Besides being the source of the country's coffee exports, it's also one of few areas in the country where armed insurgents have yet to control daily life.

Yet proceeds of the special tax were designated first to rebuilding infrastructure and public buildings, and then to replacing housing that had been owned by the occupant.

That excluded from benefits the majority of earthquake victims, since 30,000 renting families had lost their homes, compared to just 11,000 homeowners. By January of this year, an organisation of renters had formed and marches and protests greeted government officials who travelled to the region to view reconstruction progress.

Officials in Santa Fe de Bogotá finally decided to also extend subsidies to former renters.

What's available from the government to affected families who rented is about $3,000. Initial estimates peg the cost of houses in El Cántaro at about $4,200 in materials, though that may change as residents fine tune the design.

LOW-INTEREST LOAN

A low-interest four-year loan to each family will cover the difference. And that's the cost only for materials; each family will invest the "sweat equity" necessary to build their house - roughly two months of full-time labour.

Government subsidies for housing construction have meant the migration of hundreds of poor families from other parts of Colombia attempting to pose as earthquake victims in order to qualify for economic assistance. At the same time, dozens of new non-governmental organisations (NGOs) have sprouted up throughout the region.

Some are private construction companies masquerading as NGOs, others are families that have formed their own NGOs. The goal is the same, to "rape and pillage the flow of resources for victims of the disaster," according to Beltrán.

The quake has been good news for some. Cement companies have raised their prices.

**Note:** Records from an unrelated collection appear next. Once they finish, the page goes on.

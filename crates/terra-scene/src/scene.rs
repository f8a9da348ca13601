use glam::Vec3;
use terra_config::Config;
use terra_controls::Object3D;

use crate::camera::{CameraUniform, PerspectiveCamera};
use crate::lights::{DirectionalLight, DirectionalLightUniform, FogExp2, default_lights};
use crate::planet::{Planet, PlanetUniform};
use crate::starfield::Starfield;

/// Uniform blocks for one frame, in upload order.
#[derive(Debug, Clone, PartialEq)]
pub struct FrameUniforms {
    pub camera: CameraUniform,
    pub planet: PlanetUniform,
    pub lights: Vec<DirectionalLightUniform>,
}

/// Everything the viewer draws, plus the lens it draws through.
#[derive(Debug, Clone)]
pub struct Scene {
    pub camera: PerspectiveCamera,
    pub planet: Planet,
    pub lights: Vec<DirectionalLight>,
    pub fog: FogExp2,
    pub starfield: Starfield,
    camera_start: Object3D,
}

impl Scene {
    /// Assembles the scene from `config`. The camera starts on the +Z axis,
    /// `camera.start_distance_radii` planet radii from the centre, facing it.
    #[must_use]
    pub fn build(config: &Config) -> Self {
        let aspect = aspect_of(config.window.width, config.window.height);
        let camera = PerspectiveCamera::new(
            config.camera.fov_y_degrees,
            aspect,
            config.camera.near,
            config.camera.far,
        );
        let planet = Planet::from_config(&config.planet);
        let distance = planet.radius() * config.camera.start_distance_radii;
        let starfield = Starfield::generate(&config.stars, planet.radius());

        tracing::info!(
            radius = planet.radius(),
            distance,
            layers = starfield.layers().len(),
            "Scene built"
        );

        Self {
            camera,
            planet,
            lights: default_lights(),
            fog: FogExp2::default(),
            starfield,
            camera_start: Object3D::at(Vec3::new(0.0, 0.0, distance)),
        }
    }

    /// Initial transform for the fly camera.
    #[must_use]
    pub fn camera_start(&self) -> Object3D {
        self.camera_start.clone()
    }

    pub fn resize(&mut self, width: u32, height: u32) {
        self.camera.resize(width, height);
    }

    /// The planet's starting transform. The fly controls take a copy as
    /// their look target, so a drag turns the planet.
    #[must_use]
    pub fn look_target_start(&self) -> Object3D {
        self.planet.transform().clone()
    }

    /// Orients the planet like the controls' look target.
    pub fn follow_look_target(&mut self, look_target: &Object3D) {
        self.planet.follow(look_target);
    }

    /// Uniforms for drawing the scene from a camera placed at `camera`.
    #[must_use]
    pub fn frame_uniforms(&self, camera: &Object3D) -> FrameUniforms {
        FrameUniforms {
            camera: self.camera.to_uniform(camera),
            planet: self.planet.to_uniform(&self.fog),
            lights: self.lights.iter().map(DirectionalLight::to_uniform).collect(),
        }
    }
}

fn aspect_of(width: u32, height: u32) -> f32 {
    if height == 0 {
        1.0
    } else {
        width as f32 / height as f32
    }
}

Local landowners have profited from the need for stable land on which to build housing.

"The talk of solidarity that prevailed at the beginning has evaporated," says Salazar. "The reconstruction process as a whole is only going to widen the gap between rich and poor during the coming years."

In El Cántaro, residents are determined to construct something different from what's soon to go up in nearby neighbourhoods where private companies are taking 40 percent of the government subsidy and building a cement block shell with what remains.

Besides constructing dignified three-bedroom homes, the community plans to construct an open-air community centre for drama and dancing, an environmental

walkway along a river at the edge of its land, tree nurseries where women of the community can work cooperatively to earn income, and a shop where residents can receive skills training in building furniture from a local variety of bamboo.

Taking advantage of the disaster to rebuild a better life than the poor had before the earthquake struck is a common theme running through ACT-related projects in western Colombia.

In Quimbaya, for example, the Anglican Church is helping 50 families-all former renters-to build houses on land donated by a local political leader.

In several poor neighbourhoods of the city of Armenia, the Methodist Church of Colombia has formed day care centres so affected families can leave their children in loving hands while they work on rebuilding houses.

The Methodists are also opening skills training workshops where young people left homeless by the tragedy can learn new vocations.

"Rebuilding after the earthquake means helping construct life in all its fullness for the poor who were the victims of the disaster," says Carlos Anibal Beltrán, a Methodist pastor here.

"It means letting that spirit of solidarity which flourished at the beginning remake who we are, so that our mission as a church becomes more focused on building the integral justice and peace that God wants in our neighbourhoods.

It means much more than simply building houses. It means building lives, so that we'll someday look back on the earthquake and, though the pain will still be there, we'll claim it was a turning point in our lives."